WHAT THE TASK REQUIRES. In the listing below, find the line with "pub struct EnzymeCatalog", then repeat exactly every line from the top through that one.

☆ ☆ ☆ ☆ ☆

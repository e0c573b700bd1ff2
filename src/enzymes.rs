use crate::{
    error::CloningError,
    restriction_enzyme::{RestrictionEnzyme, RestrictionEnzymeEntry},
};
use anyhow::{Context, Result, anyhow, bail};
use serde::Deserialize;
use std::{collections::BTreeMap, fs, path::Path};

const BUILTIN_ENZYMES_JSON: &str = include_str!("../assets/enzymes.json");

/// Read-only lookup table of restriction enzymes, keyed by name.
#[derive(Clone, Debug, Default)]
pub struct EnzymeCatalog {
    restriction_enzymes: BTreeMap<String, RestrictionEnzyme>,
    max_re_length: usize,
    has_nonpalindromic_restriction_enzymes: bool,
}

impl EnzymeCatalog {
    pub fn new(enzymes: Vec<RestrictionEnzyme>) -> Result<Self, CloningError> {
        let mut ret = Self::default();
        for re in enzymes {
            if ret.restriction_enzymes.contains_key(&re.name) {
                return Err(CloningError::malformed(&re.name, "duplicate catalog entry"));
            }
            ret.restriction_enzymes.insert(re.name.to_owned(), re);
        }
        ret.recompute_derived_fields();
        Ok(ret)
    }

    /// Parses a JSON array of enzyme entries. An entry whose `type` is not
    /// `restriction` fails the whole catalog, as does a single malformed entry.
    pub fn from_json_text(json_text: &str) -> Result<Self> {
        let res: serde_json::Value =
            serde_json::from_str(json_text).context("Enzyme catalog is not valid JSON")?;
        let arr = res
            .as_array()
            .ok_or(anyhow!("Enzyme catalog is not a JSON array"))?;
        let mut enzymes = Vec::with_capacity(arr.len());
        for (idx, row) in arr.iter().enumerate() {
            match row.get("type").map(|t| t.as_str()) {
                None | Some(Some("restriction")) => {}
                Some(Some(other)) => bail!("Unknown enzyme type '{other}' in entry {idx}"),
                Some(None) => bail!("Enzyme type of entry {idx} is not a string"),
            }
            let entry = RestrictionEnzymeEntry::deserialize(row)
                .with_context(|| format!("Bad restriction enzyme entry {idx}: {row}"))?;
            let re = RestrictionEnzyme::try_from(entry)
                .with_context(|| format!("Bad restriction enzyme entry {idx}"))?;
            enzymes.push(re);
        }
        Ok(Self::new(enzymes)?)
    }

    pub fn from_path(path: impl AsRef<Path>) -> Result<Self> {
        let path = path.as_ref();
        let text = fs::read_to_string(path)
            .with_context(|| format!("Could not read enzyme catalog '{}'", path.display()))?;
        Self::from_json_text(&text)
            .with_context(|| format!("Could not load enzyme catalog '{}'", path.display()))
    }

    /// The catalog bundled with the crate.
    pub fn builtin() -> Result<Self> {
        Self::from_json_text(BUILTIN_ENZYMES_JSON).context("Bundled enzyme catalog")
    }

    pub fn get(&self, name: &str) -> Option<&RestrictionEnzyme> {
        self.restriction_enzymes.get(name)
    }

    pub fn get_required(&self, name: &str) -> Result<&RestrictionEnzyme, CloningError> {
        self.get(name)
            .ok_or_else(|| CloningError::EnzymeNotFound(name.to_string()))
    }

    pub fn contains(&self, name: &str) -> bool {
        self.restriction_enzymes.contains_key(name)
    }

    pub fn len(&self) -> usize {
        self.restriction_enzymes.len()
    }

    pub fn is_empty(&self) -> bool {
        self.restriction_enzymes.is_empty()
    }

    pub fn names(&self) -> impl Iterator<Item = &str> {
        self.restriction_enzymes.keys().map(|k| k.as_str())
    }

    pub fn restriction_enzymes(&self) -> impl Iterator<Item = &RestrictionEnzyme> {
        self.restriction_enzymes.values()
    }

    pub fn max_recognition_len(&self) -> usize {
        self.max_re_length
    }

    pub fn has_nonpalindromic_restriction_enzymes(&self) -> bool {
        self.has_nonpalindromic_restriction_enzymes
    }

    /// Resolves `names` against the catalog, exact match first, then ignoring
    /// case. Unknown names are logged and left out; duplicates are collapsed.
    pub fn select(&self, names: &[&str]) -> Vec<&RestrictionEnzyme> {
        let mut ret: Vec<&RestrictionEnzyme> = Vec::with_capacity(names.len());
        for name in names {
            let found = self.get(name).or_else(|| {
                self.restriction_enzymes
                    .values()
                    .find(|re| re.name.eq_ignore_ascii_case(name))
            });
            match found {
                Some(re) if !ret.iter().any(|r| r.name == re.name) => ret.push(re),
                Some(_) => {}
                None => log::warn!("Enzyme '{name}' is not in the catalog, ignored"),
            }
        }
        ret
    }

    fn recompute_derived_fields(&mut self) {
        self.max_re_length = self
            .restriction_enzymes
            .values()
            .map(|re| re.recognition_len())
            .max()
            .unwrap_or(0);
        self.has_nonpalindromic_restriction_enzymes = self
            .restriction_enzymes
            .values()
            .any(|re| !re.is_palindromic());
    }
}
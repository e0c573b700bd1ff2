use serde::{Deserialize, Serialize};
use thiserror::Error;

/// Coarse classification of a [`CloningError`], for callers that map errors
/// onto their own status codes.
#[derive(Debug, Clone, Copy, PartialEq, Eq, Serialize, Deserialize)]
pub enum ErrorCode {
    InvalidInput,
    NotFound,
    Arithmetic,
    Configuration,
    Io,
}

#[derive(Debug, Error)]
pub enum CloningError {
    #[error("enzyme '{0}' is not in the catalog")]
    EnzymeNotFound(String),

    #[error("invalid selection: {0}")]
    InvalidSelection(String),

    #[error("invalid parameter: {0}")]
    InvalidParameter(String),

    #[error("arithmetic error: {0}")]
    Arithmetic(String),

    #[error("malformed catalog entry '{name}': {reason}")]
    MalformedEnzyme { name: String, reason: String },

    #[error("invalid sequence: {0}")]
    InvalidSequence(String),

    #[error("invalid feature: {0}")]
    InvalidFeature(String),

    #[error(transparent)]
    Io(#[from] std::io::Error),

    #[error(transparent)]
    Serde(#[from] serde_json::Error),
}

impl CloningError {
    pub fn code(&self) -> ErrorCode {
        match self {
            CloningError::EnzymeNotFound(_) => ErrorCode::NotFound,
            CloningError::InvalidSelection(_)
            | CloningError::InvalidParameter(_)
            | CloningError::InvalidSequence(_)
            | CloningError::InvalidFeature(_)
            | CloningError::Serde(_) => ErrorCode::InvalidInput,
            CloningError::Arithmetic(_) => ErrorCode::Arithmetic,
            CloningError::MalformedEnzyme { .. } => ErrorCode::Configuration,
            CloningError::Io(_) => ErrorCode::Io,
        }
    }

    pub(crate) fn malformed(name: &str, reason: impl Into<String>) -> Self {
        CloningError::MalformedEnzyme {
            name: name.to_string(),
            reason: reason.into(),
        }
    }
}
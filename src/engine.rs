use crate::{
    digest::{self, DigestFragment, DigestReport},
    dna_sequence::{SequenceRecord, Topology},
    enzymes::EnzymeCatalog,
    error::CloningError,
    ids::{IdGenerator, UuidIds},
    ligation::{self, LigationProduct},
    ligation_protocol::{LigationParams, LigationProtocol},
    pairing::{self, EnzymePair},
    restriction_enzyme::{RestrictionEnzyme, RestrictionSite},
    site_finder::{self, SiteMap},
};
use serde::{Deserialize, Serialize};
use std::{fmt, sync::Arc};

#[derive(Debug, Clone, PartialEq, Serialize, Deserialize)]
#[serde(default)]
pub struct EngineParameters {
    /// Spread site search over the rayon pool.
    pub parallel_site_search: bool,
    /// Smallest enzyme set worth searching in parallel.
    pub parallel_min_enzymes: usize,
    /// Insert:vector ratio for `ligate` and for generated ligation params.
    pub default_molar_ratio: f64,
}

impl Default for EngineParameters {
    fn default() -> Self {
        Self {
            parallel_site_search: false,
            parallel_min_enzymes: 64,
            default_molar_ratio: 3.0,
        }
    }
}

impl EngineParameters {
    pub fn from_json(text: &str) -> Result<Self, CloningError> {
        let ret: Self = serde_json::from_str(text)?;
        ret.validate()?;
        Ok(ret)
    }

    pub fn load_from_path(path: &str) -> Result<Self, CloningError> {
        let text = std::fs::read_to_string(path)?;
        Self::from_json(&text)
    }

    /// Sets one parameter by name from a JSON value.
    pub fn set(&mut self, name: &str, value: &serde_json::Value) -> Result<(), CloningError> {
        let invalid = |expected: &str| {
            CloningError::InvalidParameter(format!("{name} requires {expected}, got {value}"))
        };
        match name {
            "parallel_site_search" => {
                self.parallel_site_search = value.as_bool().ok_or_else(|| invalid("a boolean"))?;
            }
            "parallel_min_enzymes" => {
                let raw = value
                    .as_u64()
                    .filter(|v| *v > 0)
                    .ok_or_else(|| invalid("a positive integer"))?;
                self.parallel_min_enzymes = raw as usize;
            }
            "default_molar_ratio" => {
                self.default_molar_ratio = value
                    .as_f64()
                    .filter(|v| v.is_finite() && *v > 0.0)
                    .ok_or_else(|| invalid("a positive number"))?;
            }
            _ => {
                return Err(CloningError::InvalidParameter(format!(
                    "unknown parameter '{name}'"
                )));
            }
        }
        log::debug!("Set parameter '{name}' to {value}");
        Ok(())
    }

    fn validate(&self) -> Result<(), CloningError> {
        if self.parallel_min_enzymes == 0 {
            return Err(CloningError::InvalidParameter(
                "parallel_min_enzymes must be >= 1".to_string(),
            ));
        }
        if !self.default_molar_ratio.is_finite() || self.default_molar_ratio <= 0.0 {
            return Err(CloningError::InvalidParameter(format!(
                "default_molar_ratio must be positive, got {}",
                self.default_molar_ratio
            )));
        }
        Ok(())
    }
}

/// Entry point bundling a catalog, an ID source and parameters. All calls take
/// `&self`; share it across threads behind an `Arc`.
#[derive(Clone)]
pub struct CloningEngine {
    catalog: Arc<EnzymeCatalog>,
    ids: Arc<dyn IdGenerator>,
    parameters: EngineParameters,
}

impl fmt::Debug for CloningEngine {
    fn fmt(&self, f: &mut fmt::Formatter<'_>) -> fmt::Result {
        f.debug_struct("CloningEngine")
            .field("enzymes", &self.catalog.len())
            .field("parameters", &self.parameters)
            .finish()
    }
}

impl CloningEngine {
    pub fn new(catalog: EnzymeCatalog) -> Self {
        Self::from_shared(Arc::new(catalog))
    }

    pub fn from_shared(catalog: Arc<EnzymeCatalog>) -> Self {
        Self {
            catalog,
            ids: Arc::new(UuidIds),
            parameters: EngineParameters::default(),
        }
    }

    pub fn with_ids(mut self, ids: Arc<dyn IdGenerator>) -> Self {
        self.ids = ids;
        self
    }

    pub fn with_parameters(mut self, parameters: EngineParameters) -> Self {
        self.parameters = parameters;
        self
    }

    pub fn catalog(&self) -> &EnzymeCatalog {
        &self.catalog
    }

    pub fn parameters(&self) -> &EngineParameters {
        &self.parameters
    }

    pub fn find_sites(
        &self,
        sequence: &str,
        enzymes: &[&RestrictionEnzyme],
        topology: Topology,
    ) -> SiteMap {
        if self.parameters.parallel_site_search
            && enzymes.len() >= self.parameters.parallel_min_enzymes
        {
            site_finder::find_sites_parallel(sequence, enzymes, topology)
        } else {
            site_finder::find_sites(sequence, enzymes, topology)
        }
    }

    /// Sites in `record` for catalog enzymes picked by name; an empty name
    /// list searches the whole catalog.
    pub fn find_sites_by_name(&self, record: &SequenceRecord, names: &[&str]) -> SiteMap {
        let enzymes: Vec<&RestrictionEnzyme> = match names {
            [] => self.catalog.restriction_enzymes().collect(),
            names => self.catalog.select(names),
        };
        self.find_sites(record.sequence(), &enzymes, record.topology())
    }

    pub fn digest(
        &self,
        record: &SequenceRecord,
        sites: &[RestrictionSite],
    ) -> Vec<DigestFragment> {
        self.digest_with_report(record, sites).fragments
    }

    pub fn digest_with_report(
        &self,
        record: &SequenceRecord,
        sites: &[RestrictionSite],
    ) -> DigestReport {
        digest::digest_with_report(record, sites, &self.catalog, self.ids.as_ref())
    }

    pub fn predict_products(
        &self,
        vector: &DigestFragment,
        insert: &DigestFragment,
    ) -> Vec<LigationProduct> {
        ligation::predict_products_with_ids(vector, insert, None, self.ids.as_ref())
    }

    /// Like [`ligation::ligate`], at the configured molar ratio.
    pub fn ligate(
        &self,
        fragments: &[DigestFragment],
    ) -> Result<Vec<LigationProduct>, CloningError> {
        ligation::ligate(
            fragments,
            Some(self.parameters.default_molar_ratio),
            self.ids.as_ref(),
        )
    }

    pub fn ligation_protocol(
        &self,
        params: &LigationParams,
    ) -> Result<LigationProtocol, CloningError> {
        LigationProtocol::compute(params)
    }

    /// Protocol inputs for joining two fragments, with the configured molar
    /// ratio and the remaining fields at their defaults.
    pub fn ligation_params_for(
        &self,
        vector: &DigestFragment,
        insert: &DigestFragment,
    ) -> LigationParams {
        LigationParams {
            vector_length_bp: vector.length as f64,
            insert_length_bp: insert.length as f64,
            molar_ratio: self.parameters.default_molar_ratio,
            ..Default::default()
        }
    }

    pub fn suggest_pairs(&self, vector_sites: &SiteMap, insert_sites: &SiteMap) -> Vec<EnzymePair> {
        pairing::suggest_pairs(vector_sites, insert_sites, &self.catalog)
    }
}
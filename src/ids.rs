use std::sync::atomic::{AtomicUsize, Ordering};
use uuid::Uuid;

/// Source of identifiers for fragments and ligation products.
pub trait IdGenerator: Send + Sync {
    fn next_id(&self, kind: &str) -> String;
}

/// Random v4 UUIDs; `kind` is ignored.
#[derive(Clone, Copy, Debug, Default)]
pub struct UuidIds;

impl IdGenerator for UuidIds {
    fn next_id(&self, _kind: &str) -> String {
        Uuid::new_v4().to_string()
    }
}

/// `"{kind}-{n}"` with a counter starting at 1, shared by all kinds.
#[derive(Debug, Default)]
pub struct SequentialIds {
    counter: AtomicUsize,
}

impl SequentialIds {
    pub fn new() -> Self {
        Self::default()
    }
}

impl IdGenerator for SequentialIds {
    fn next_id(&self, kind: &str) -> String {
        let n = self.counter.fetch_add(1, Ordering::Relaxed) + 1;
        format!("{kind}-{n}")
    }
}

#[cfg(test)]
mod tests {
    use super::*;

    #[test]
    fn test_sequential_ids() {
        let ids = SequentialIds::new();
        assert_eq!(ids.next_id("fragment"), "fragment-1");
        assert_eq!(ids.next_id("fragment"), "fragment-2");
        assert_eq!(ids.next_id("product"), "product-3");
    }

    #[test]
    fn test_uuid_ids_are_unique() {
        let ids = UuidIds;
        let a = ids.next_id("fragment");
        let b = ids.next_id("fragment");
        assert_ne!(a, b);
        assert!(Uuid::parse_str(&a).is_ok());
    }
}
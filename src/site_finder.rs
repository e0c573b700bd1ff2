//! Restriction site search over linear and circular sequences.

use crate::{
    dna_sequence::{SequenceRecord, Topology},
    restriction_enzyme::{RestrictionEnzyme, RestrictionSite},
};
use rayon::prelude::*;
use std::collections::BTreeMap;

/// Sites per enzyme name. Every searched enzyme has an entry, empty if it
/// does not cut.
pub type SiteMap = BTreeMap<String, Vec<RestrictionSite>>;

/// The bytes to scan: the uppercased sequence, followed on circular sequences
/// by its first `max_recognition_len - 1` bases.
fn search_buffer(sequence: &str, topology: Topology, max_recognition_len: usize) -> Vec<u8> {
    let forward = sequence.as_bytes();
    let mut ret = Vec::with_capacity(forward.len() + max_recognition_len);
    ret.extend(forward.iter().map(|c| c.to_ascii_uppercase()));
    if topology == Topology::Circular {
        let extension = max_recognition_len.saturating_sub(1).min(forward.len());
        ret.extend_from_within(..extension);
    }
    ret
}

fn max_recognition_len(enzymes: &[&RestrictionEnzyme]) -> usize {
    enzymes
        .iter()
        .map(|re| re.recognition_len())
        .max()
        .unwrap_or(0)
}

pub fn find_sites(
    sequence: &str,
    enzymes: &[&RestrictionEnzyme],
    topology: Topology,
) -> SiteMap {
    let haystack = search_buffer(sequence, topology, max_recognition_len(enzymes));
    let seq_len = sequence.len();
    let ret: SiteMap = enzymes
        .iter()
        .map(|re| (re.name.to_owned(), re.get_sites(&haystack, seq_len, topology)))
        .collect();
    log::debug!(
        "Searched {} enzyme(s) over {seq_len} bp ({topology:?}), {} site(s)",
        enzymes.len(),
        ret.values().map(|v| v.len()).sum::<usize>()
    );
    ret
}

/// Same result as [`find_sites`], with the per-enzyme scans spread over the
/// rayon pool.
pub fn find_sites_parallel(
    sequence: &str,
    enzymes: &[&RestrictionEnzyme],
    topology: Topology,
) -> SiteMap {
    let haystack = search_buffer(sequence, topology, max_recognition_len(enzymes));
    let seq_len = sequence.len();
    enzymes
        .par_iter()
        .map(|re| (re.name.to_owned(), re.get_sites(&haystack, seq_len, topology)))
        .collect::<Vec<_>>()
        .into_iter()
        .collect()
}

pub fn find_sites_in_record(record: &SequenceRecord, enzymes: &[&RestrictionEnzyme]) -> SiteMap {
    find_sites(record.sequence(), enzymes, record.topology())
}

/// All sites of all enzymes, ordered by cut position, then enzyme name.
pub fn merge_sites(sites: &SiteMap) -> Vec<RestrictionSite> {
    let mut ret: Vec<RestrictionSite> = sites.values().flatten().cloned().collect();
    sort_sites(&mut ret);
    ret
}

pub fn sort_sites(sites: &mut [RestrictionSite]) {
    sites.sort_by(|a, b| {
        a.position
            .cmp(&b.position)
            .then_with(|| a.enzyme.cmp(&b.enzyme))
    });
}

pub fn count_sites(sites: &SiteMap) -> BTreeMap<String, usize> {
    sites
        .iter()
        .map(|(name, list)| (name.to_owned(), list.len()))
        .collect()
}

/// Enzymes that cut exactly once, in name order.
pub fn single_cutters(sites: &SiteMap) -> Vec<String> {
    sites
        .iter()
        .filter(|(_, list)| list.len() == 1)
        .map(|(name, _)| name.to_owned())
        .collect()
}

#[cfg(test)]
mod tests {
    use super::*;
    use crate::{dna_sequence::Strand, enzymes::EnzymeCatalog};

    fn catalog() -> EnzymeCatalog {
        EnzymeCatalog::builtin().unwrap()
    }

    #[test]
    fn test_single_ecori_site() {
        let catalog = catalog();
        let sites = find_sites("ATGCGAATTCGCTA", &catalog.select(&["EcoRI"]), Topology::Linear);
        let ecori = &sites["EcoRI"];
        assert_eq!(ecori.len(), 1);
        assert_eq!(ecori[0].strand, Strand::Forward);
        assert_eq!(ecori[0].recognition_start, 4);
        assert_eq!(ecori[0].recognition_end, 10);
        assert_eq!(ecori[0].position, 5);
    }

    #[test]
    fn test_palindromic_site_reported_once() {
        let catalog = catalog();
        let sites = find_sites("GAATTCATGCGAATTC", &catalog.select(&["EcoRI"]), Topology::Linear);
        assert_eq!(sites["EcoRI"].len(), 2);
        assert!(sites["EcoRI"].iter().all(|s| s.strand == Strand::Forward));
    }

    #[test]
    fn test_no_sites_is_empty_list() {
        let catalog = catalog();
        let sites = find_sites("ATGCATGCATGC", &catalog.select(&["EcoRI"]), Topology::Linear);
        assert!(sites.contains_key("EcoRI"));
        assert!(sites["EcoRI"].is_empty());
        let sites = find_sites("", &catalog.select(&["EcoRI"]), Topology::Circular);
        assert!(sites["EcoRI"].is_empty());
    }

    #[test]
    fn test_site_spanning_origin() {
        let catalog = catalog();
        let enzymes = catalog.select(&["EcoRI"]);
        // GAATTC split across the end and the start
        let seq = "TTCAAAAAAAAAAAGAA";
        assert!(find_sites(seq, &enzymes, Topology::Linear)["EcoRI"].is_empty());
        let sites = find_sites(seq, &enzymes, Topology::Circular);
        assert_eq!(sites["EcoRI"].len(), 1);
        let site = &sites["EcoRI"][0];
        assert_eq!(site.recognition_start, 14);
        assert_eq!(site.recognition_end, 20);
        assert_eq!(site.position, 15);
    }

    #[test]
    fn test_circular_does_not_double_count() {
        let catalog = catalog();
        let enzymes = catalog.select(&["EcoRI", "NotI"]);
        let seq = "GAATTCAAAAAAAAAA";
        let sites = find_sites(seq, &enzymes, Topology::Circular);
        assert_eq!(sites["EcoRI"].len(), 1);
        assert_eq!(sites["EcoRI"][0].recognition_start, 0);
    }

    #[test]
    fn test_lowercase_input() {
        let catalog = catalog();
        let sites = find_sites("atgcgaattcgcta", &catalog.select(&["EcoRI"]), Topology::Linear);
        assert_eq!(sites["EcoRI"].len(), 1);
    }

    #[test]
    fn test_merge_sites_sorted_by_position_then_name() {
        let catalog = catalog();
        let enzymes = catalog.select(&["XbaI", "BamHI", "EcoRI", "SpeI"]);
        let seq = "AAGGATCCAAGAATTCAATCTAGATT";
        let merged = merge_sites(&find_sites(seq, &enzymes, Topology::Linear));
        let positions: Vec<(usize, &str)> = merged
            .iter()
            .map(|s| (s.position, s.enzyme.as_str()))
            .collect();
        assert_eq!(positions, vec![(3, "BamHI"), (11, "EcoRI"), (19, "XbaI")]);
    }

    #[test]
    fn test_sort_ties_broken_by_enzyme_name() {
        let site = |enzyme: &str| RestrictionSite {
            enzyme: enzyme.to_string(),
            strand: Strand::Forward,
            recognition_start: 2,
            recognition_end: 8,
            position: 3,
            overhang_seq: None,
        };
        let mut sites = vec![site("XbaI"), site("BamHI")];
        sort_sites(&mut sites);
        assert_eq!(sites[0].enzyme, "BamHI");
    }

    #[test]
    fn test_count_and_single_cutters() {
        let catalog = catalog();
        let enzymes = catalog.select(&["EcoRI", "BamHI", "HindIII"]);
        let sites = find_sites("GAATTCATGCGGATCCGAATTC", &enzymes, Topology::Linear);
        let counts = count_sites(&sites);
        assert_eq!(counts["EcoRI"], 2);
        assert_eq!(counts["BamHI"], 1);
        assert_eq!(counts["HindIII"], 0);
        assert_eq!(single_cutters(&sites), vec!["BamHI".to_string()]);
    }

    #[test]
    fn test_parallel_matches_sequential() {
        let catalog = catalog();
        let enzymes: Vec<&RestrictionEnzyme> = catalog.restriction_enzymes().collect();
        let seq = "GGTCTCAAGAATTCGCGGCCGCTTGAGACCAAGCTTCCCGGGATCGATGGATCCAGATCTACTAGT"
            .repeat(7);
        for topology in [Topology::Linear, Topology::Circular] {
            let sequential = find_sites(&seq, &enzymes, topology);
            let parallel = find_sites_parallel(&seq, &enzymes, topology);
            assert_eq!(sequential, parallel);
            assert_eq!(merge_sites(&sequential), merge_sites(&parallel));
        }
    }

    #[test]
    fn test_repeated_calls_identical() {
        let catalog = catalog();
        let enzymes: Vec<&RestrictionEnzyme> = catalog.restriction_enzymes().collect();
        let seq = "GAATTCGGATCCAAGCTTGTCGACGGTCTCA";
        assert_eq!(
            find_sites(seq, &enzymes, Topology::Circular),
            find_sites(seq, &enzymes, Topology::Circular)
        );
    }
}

☆ ☆ ☆ ☆ ☆

EXERCISE SOLUTION.
repository e0c573b700bd1ff2
filename src/enzymes.rs
use crate::{
    error::CloningError,
    restriction_enzyme::{RestrictionEnzyme, RestrictionEnzymeEntry},
};
use anyhow::{Context, Result, anyhow, bail};
use serde::Deserialize;
use std::{collections::BTreeMap, fs, path::Path};

const BUILTIN_ENZYMES_JSON: &str = include_str!("../assets/enzymes.json");

/// Read-only lookup table of restriction enzymes, keyed by name.
#[derive(Clone, Debug, Default)]
pub struct EnzymeCatalog {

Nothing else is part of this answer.